── Source data ──

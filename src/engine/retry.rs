use std::future::Future;
use std::time::Duration;

use tracing::{debug, warn};

use super::EngineError;

/// How writers wait for room and payment locks, and how often a transaction
/// that hit a transient store error is retried.
#[derive(Debug, Clone)]
pub struct LockPolicy {
    /// Bound on acquiring each lock of a transaction.
    pub lock_timeout: Duration,
    /// Maximum number of attempts, including the first one.
    pub max_attempts: u32,
    pub initial_delay: Duration,
    pub backoff_multiplier: f64,
    pub max_delay: Duration,
}

impl Default for LockPolicy {
    fn default() -> Self {
        Self {
            lock_timeout: Duration::from_secs(2),
            max_attempts: 5,
            initial_delay: Duration::from_millis(10),
            backoff_multiplier: 2.0,
            max_delay: Duration::from_millis(500),
        }
    }
}

/// Run a whole transaction, retrying transient failures with exponential
/// backoff. Exhausted retries surface as `Contention`; every other error is
/// returned as is.
pub(super) async fn retry_transient<F, Fut, T>(
    policy: &LockPolicy,
    operation: &'static str,
    mut attempt_txn: F,
) -> Result<T, EngineError>
where
    F: FnMut() -> Fut,
    Fut: Future<Output = Result<T, EngineError>>,
{
    let mut delay = policy.initial_delay;
    let max_attempts = policy.max_attempts.max(1);

    for attempt in 1..=max_attempts {
        match attempt_txn().await {
            Err(err) if err.is_transient() => {
                metrics::counter!(crate::observability::TXN_RETRIES_TOTAL, "operation" => operation)
                    .increment(1);
                if attempt == max_attempts {
                    warn!(operation, attempt, error = %err, "giving up under contention");
                    return Err(EngineError::Contention(attempt));
                }
                debug!(
                    operation,
                    attempt,
                    error = %err,
                    retry_in_ms = delay.as_millis() as u64,
                    "transient store error, retrying"
                );
                tokio::time::sleep(delay).await;
                delay = Duration::from_secs_f64(
                    (delay.as_secs_f64() * policy.backoff_multiplier)
                        .min(policy.max_delay.as_secs_f64()),
                );
            }
            other => return other,
        }
    }

    Err(EngineError::Contention(max_attempts))
}

#[cfg(test)]
mod tests {
    use std::sync::atomic::{AtomicU32, Ordering};

    use super::*;
    use crate::engine::error::TransientKind;

    fn fast_policy(max_attempts: u32) -> LockPolicy {
        LockPolicy {
            lock_timeout: Duration::from_millis(5),
            max_attempts,
            initial_delay: Duration::from_millis(1),
            backoff_multiplier: 2.0,
            max_delay: Duration::from_millis(4),
        }
    }

    #[tokio::test]
    async fn succeeds_after_transient_failures() {
        let calls = AtomicU32::new(0);
        let result = retry_transient(&fast_policy(4), "test", || {
            let n = calls.fetch_add(1, Ordering::SeqCst);
            async move {
                if n < 2 {
                    Err(EngineError::Transient(TransientKind::LockTimeout))
                } else {
                    Ok(n)
                }
            }
        })
        .await;
        assert_eq!(result.unwrap(), 2);
        assert_eq!(calls.load(Ordering::SeqCst), 3);
    }

    #[tokio::test]
    async fn exhausted_retries_become_contention() {
        let calls = AtomicU32::new(0);
        let result: Result<(), _> = retry_transient(&fast_policy(3), "test", || {
            calls.fetch_add(1, Ordering::SeqCst);
            async { Err(EngineError::Transient(TransientKind::StaleRead)) }
        })
        .await;
        assert!(matches!(result, Err(EngineError::Contention(3))));
        assert_eq!(calls.load(Ordering::SeqCst), 3);
    }

    #[tokio::test]
    async fn permanent_errors_are_not_retried() {
        let calls = AtomicU32::new(0);
        let result: Result<(), _> = retry_transient(&fast_policy(5), "test", || {
            calls.fetch_add(1, Ordering::SeqCst);
            async { Err(EngineError::Forbidden("nope")) }
        })
        .await;
        assert!(matches!(result, Err(EngineError::Forbidden(_))));
        assert_eq!(calls.load(Ordering::SeqCst), 1);
    }
}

───

**Problem details**
State how many lines of the records above contain "retrying", with no words besides the number.

**Result**
2